Blog post 4
Hello again,
welcome back evolution of venom. Today’s blog topic will be covering one of the
invertebrates that use venom. A recap from last blog: a third theory about how
venom evolve by gene duplication and which animal lineages evolved venom
(exception of birds).Scorpions belong to the order Scorpionida that is a part of the arachnid’s family which is the same family that spiders come from (The Columbia encyclopedia, 2008). The body of the scorpion is comprised of the prosoma (head), a segmented opisthosoma (body), six appendages on the body, two pedipads (claws), a mesosoma (Tail) and a narrow sting at the end on the tail (The Columbia encyclopedia, 2017).
Venom from the
gland is forced down and out of the tip of the stinger by the muscles around
the gland (The Columbia encyclopedia, 2008).
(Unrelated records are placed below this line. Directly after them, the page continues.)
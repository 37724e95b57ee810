//! Section settings bags
//!
//! Every section carries five independently stored settings groups:
//! - Layout: spacing, width and alignment
//! - Style: colors, typography, background, border, shadow, component style
//! - Responsive: per-device overrides for mobile, tablet and desktop
//! - Animation: entrance effect, duration and delay
//! - Custom: raw CSS/JS/HTML and extra attributes
//!
//! All fields are optional so that "never set" can be told apart from an
//! explicit value when styling engines decide whether to overwrite.

use serde::{Deserialize, Serialize};
use std::collections::BTreeMap;

// =============================================================================
// Shared value types
// =============================================================================

/// Horizontal alignment
#[derive(Debug, Clone, Copy, PartialEq, Eq, Serialize, Deserialize)]
#[serde(rename_all = "lowercase")]
pub enum Alignment {
    Left,
    Center,
    Right,
    Justify,
}

/// Four-sided spacing (padding or margin) as CSS length strings
#[derive(Debug, Clone, Default, PartialEq, Serialize, Deserialize)]
#[serde(rename_all = "camelCase", default)]
pub struct BoxSpacing {
    pub top: Option<String>,
    pub right: Option<String>,
    pub bottom: Option<String>,
    pub left: Option<String>,
}

impl BoxSpacing {
    /// Same value on all four sides
    pub fn uniform(value: impl Into<String>) -> Self {
        let value = value.into();
        Self {
            top: Some(value.clone()),
            right: Some(value.clone()),
            bottom: Some(value.clone()),
            left: Some(value),
        }
    }

    /// Vertical value on top/bottom, horizontal value on left/right
    pub fn symmetric(vertical: impl Into<String>, horizontal: impl Into<String>) -> Self {
        let vertical = vertical.into();
        let horizontal = horizontal.into();
        Self {
            top: Some(vertical.clone()),
            right: Some(horizontal.clone()),
            bottom: Some(vertical),
            left: Some(horizontal),
        }
    }

    /// True if every side is unset or a zero length
    pub fn is_zero(&self) -> bool {
        [&self.top, &self.right, &self.bottom, &self.left]
            .iter()
            .all(|side| side.as_deref().map_or(true, is_zero_length))
    }
}

fn is_zero_length(value: &str) -> bool {
    matches!(value.trim(), "" | "0" | "0px" | "0rem" | "0em" | "0%")
}

/// Parse a CSS pixel length ("16px", "16") into a number
pub fn parse_px(value: &str) -> Option<f64> {
    let value = value.trim();
    let number = value.strip_suffix("px").unwrap_or(value).trim();
    number.parse::<f64>().ok().filter(|n| n.is_finite())
}

// =============================================================================
// Layout
// =============================================================================

/// Layout settings: spacing, width, alignment
#[derive(Debug, Clone, Default, PartialEq, Serialize, Deserialize)]
#[serde(rename_all = "camelCase", default)]
pub struct LayoutSettings {
    pub padding: Option<BoxSpacing>,
    pub margin: Option<BoxSpacing>,
    pub width: Option<String>,
    pub max_width: Option<String>,
    pub alignment: Option<Alignment>,
    pub columns: Option<u8>,
    pub gap: Option<String>,
}

impl LayoutSettings {
    /// True if neither padding nor margin carries a non-zero value
    pub fn has_default_spacing(&self) -> bool {
        self.padding.as_ref().map_or(true, BoxSpacing::is_zero)
            && self.margin.as_ref().map_or(true, BoxSpacing::is_zero)
    }
}

// =============================================================================
// Style
// =============================================================================

/// Typography block of a section style
#[derive(Debug, Clone, Default, PartialEq, Serialize, Deserialize)]
#[serde(rename_all = "camelCase", default)]
pub struct TypographySettings {
    pub font_family: Option<String>,
    pub font_size: Option<String>,
    pub font_weight: Option<String>,
    pub line_height: Option<String>,
    pub letter_spacing: Option<String>,
}

impl TypographySettings {
    pub fn is_empty(&self) -> bool {
        self == &Self::default()
    }
}

/// Border definition
#[derive(Debug, Clone, Default, PartialEq, Serialize, Deserialize)]
#[serde(rename_all = "camelCase", default)]
pub struct BorderSettings {
    pub width: Option<String>,
    pub style: Option<String>,
    pub color: Option<String>,
}

/// Style overrides for an interaction state (hover, focus, disabled)
#[derive(Debug, Clone, Default, PartialEq, Serialize, Deserialize)]
#[serde(rename_all = "camelCase", default)]
pub struct StateStyle {
    pub background_color: Option<String>,
    pub text_color: Option<String>,
    pub border_color: Option<String>,
    pub shadow: Option<String>,
    pub opacity: Option<f32>,
}

/// A complete component style: base properties plus interaction states
#[derive(Debug, Clone, Default, PartialEq, Serialize, Deserialize)]
#[serde(rename_all = "camelCase", default)]
pub struct ComponentStyle {
    pub background_color: Option<String>,
    pub text_color: Option<String>,
    pub border_color: Option<String>,
    pub border_width: Option<String>,
    pub border_radius: Option<String>,
    pub padding: Option<String>,
    pub font_size: Option<String>,
    pub font_weight: Option<String>,
    pub shadow: Option<String>,
    pub hover: Option<StateStyle>,
    pub focus: Option<StateStyle>,
    pub disabled: Option<StateStyle>,
}

/// Visual style settings
#[derive(Debug, Clone, Default, PartialEq, Serialize, Deserialize)]
#[serde(rename_all = "camelCase", default)]
pub struct StyleSettings {
    pub background_color: Option<String>,
    pub text_color: Option<String>,
    pub typography: Option<TypographySettings>,
    pub background_image: Option<String>,
    pub border: Option<BorderSettings>,
    pub border_radius: Option<String>,
    pub shadow: Option<String>,
    pub component_style: Option<ComponentStyle>,
}

impl StyleSettings {
    /// True if no typography block has been set, or it is empty
    pub fn has_default_typography(&self) -> bool {
        self.typography.as_ref().map_or(true, TypographySettings::is_empty)
    }
}

// =============================================================================
// Responsive
// =============================================================================

/// Target device class for responsive overrides
#[derive(Debug, Clone, Copy, PartialEq, Eq, Hash, Serialize, Deserialize)]
#[serde(rename_all = "lowercase")]
pub enum Device {
    Mobile,
    Tablet,
    Desktop,
}

impl Device {
    pub const ALL: [Device; 3] = [Device::Mobile, Device::Tablet, Device::Desktop];

    /// Factor applied to font size and spacing when deriving device values
    pub fn scale_factor(&self) -> f64 {
        match self {
            Device::Mobile => 0.875,
            Device::Tablet => 0.9375,
            Device::Desktop => 1.0,
        }
    }
}

impl std::fmt::Display for Device {
    fn fmt(&self, f: &mut std::fmt::Formatter<'_>) -> std::fmt::Result {
        match self {
            Device::Mobile => write!(f, "mobile"),
            Device::Tablet => write!(f, "tablet"),
            Device::Desktop => write!(f, "desktop"),
        }
    }
}

/// Overrides applied at a single breakpoint. Lengths are in pixels.
#[derive(Debug, Clone, Default, PartialEq, Serialize, Deserialize)]
#[serde(rename_all = "camelCase", default)]
pub struct DeviceOverrides {
    pub font_size: Option<f64>,
    pub padding: Option<f64>,
    pub margin: Option<f64>,
    pub hidden: Option<bool>,
    pub text_align: Option<Alignment>,
}

/// Per-breakpoint overrides
#[derive(Debug, Clone, Default, PartialEq, Serialize, Deserialize)]
#[serde(rename_all = "camelCase", default)]
pub struct ResponsiveSettings {
    pub mobile: Option<DeviceOverrides>,
    pub tablet: Option<DeviceOverrides>,
    pub desktop: Option<DeviceOverrides>,
}

impl ResponsiveSettings {
    pub fn get(&self, device: Device) -> Option<&DeviceOverrides> {
        match device {
            Device::Mobile => self.mobile.as_ref(),
            Device::Tablet => self.tablet.as_ref(),
            Device::Desktop => self.desktop.as_ref(),
        }
    }

    /// Get the overrides for a device, creating an empty set if absent
    pub fn entry(&mut self, device: Device) -> &mut DeviceOverrides {
        let slot = match device {
            Device::Mobile => &mut self.mobile,
            Device::Tablet => &mut self.tablet,
            Device::Desktop => &mut self.desktop,
        };
        slot.get_or_insert_with(DeviceOverrides::default)
    }
}

// =============================================================================
// Animation
// =============================================================================

/// Entrance animation effect
#[derive(Debug, Clone, Copy, PartialEq, Eq, Serialize, Deserialize)]
#[serde(rename_all = "kebab-case")]
pub enum EntranceEffect {
    None,
    Fade,
    SlideUp,
    SlideDown,
    SlideLeft,
    SlideRight,
    Zoom,
    Bounce,
}

#[derive(Debug, Clone, Default, PartialEq, Serialize, Deserialize)]
#[serde(rename_all = "camelCase", default)]
pub struct AnimationSettings {
    pub entrance: Option<EntranceEffect>,
    pub duration_ms: Option<u32>,
    pub delay_ms: Option<u32>,
    pub easing: Option<String>,
}

// =============================================================================
// Custom code
// =============================================================================

/// Raw author-supplied code and attributes
#[derive(Debug, Clone, Default, PartialEq, Serialize, Deserialize)]
#[serde(rename_all = "camelCase", default)]
pub struct CustomSettings {
    #[serde(rename = "customCSS")]
    pub custom_css: Option<String>,
    #[serde(rename = "customJS")]
    pub custom_js: Option<String>,
    #[serde(rename = "customHTML")]
    pub custom_html: Option<String>,
    pub custom_attributes: BTreeMap<String, String>,
}

impl CustomSettings {
    pub fn is_empty(&self) -> bool {
        self.custom_css.is_none()
            && self.custom_js.is_none()
            && self.custom_html.is_none()
            && self.custom_attributes.is_empty()
    }
}

#[cfg(test)]
mod tests {
    use super::*;

    #[test]
    fn test_box_spacing_zero_detection() {
        assert!(BoxSpacing::default().is_zero());
        assert!(BoxSpacing::uniform("0px").is_zero());
        assert!(!BoxSpacing::symmetric("64px", "0").is_zero());
    }

    #[test]
    fn test_parse_px() {
        assert_eq!(parse_px("16px"), Some(16.0));
        assert_eq!(parse_px(" 24 "), Some(24.0));
        assert_eq!(parse_px("1.5rem"), None);
        assert_eq!(parse_px("NaN"), None);
        assert_eq!(parse_px("infpx"), None);
        assert_eq!(parse_px("-inf"), None);
    }

    #[test]
    fn test_layout_default_spacing() {
        let mut layout = LayoutSettings::default();
        assert!(layout.has_default_spacing());

        layout.padding = Some(BoxSpacing::uniform("32px"));
        assert!(!layout.has_default_spacing());
    }

    #[test]
    fn test_responsive_entry_creates_overrides() {
        let mut responsive = ResponsiveSettings::default();
        assert!(responsive.get(Device::Mobile).is_none());

        responsive.entry(Device::Mobile).font_size = Some(14.0);
        assert_eq!(responsive.get(Device::Mobile).unwrap().font_size, Some(14.0));
        assert!(responsive.get(Device::Tablet).is_none());
    }

    #[test]
    fn test_custom_settings_wire_names() {
        let json = r#"{"customCSS": "a{}", "customJS": "x()", "customAttributes": {"data-x": "1"}}"#;
        let custom: CustomSettings = serde_json::from_str(json).unwrap();
        assert_eq!(custom.custom_css.as_deref(), Some("a{}"));
        assert_eq!(custom.custom_js.as_deref(), Some("x()"));
        assert_eq!(custom.custom_attributes.get("data-x").map(String::as_str), Some("1"));
        assert!(!custom.is_empty());
    }

    #[test]
    fn test_device_scale_factors() {
        assert_eq!(Device::Mobile.scale_factor(), 0.875);
        assert_eq!(Device::Tablet.scale_factor(), 0.9375);
        assert_eq!(Device::Desktop.scale_factor(), 1.0);
    }
}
Scorpion venom affects human differently
depending on the species of scorpions as symptoms can occur in five hours
including nausea, sweating, and vomiting. As the venom affects the nervous
system, more dangerous symptoms are respiratory problems, multi-system-organ
failure and death (Petricevich, 2010).
By Shantanu Kuveskar - Own work, CC BY-SA 4.0, https://commons.wikimedia.org/w/index.php?curid=38768394
In next week’s
blog, we be covering other invertebrates that use venom. Below are the articles
used in this week’s blog if anyone wants to read more about scorpions.
References
Casewell, N. 2017, "Evolution:
Gene Co-option Underpins Venom Protein Evolution", CURRENT BIOLOGY, vol.
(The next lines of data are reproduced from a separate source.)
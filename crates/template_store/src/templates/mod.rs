//! Template packaging system
//!
//! This module provides:
//! - Template archive format (ZIP with manifest.json + template.json)
//! - Named-entry containers (ZIP-backed and in-memory)
//! - Asset fetching for export
//! - Export, import, preview and collection bundles
//! - A directory-backed template library

mod error;
mod manifest;
mod container;
mod fetch;
mod package;
mod collection;
mod library;


pub use error::*;
pub use manifest::*;
pub use container::*;
pub use fetch::*;
pub use package::*;
pub use collection::*;
pub use library::*;
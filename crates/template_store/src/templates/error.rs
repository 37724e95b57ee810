//! Error types for template operations

use crate::security::ValidationResult;
use thiserror::Error;

/// Errors that can occur during template operations
#[derive(Debug, Error)]
pub enum TemplateError {
    /// IO error during file operations
    #[error("IO error: {0}")]
    Io(#[from] std::io::Error),

    /// ZIP archive error
    #[error("ZIP error: {0}")]
    Zip(#[from] zip::result::ZipError),

    /// JSON serialization/deserialization error
    #[error("Serialization error: {0}")]
    Serialization(#[from] serde_json::Error),

    /// Template model error
    #[error("Template model error: {0}")]
    Model(#[from] page_model::PageModelError),

    /// Template not found
    #[error("Template not found: {0}")]
    NotFound(String),

    /// Template already exists
    #[error("Template already exists: {0}")]
    AlreadyExists(String),

    /// Invalid archive or template format
    #[error("Invalid template format: {0}")]
    InvalidFormat(String),

    /// Archive has no manifest.json
    #[error("Template archive is missing its manifest (manifest.json)")]
    MissingManifest,

    /// Archive has no template.json
    #[error("Template archive is missing its template data (template.json)")]
    MissingTemplateData,

    /// Another required archive entry is absent
    #[error("Missing required file in archive: {0}")]
    MissingFile(String),

    /// Manifest declares a format version this engine cannot read
    #[error("Unsupported template format version {version} (supported: {supported})")]
    UnsupportedVersion { version: String, supported: String },

    /// Archive exceeds the size ceiling
    #[error("Template archive is too large: {size} bytes (limit {limit} bytes)")]
    ArchiveTooLarge { size: u64, limit: u64 },

    /// Structural errors or critical security issues block the import
    #[error("Template validation failed: {}", .0.summary())]
    ValidationFailed(Box<ValidationResult>),

    /// Export failed
    #[error("Failed to export template: {0}")]
    Export(Box<TemplateError>),

    /// Import failed
    #[error("Failed to import template: {0}")]
    Import(Box<TemplateError>),

    /// Preview failed
    #[error("Failed to preview template: {0}")]
    Preview(Box<TemplateError>),
}

impl TemplateError {
    /// The underlying error with operation wrappers removed
    pub fn root_cause(&self) -> &TemplateError {
        match self {
            Self::Export(inner) | Self::Import(inner) | Self::Preview(inner) => inner.root_cause(),
            other => other,
        }
    }

    /// Validation report, if this error was caused by failed validation
    pub fn validation(&self) -> Option<&ValidationResult> {
        match self.root_cause() {
            Self::ValidationFailed(result) => Some(result),
            _ => None,
        }
    }
}

/// Result type for template operations
pub type TemplateResult<T> = std::result::Result<T, TemplateError>;

#[cfg(test)]
mod tests {
    use super::*;

    #[test]
    fn test_root_cause_unwraps_operation() {
        let err = TemplateError::Import(Box::new(TemplateError::MissingManifest));
        assert!(matches!(err.root_cause(), TemplateError::MissingManifest));
        assert!(err.to_string().starts_with("Failed to import template:"));
        assert!(err.to_string().contains("manifest.json"));
    }

    #[test]
    fn test_missing_entries_are_distinct() {
        let manifest = TemplateError::MissingManifest.to_string();
        let data = TemplateError::MissingTemplateData.to_string();
        assert_ne!(manifest, data);
        assert!(data.contains("template.json"));
    }
}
27, no. 13, pp. R647-R649.
Petricevich, V.L.
2010, "Scorpion Venom and the Inflammatory Response", Mediators of
Inflammation, vol. 2010, pp. 1-16.
Very interesting. Does the potency of the venom differ between species? Also, because venom is so common to the arachnids in general, would you suggest that it evolved once in a historical ancestor, or do you think it evolved multiple times?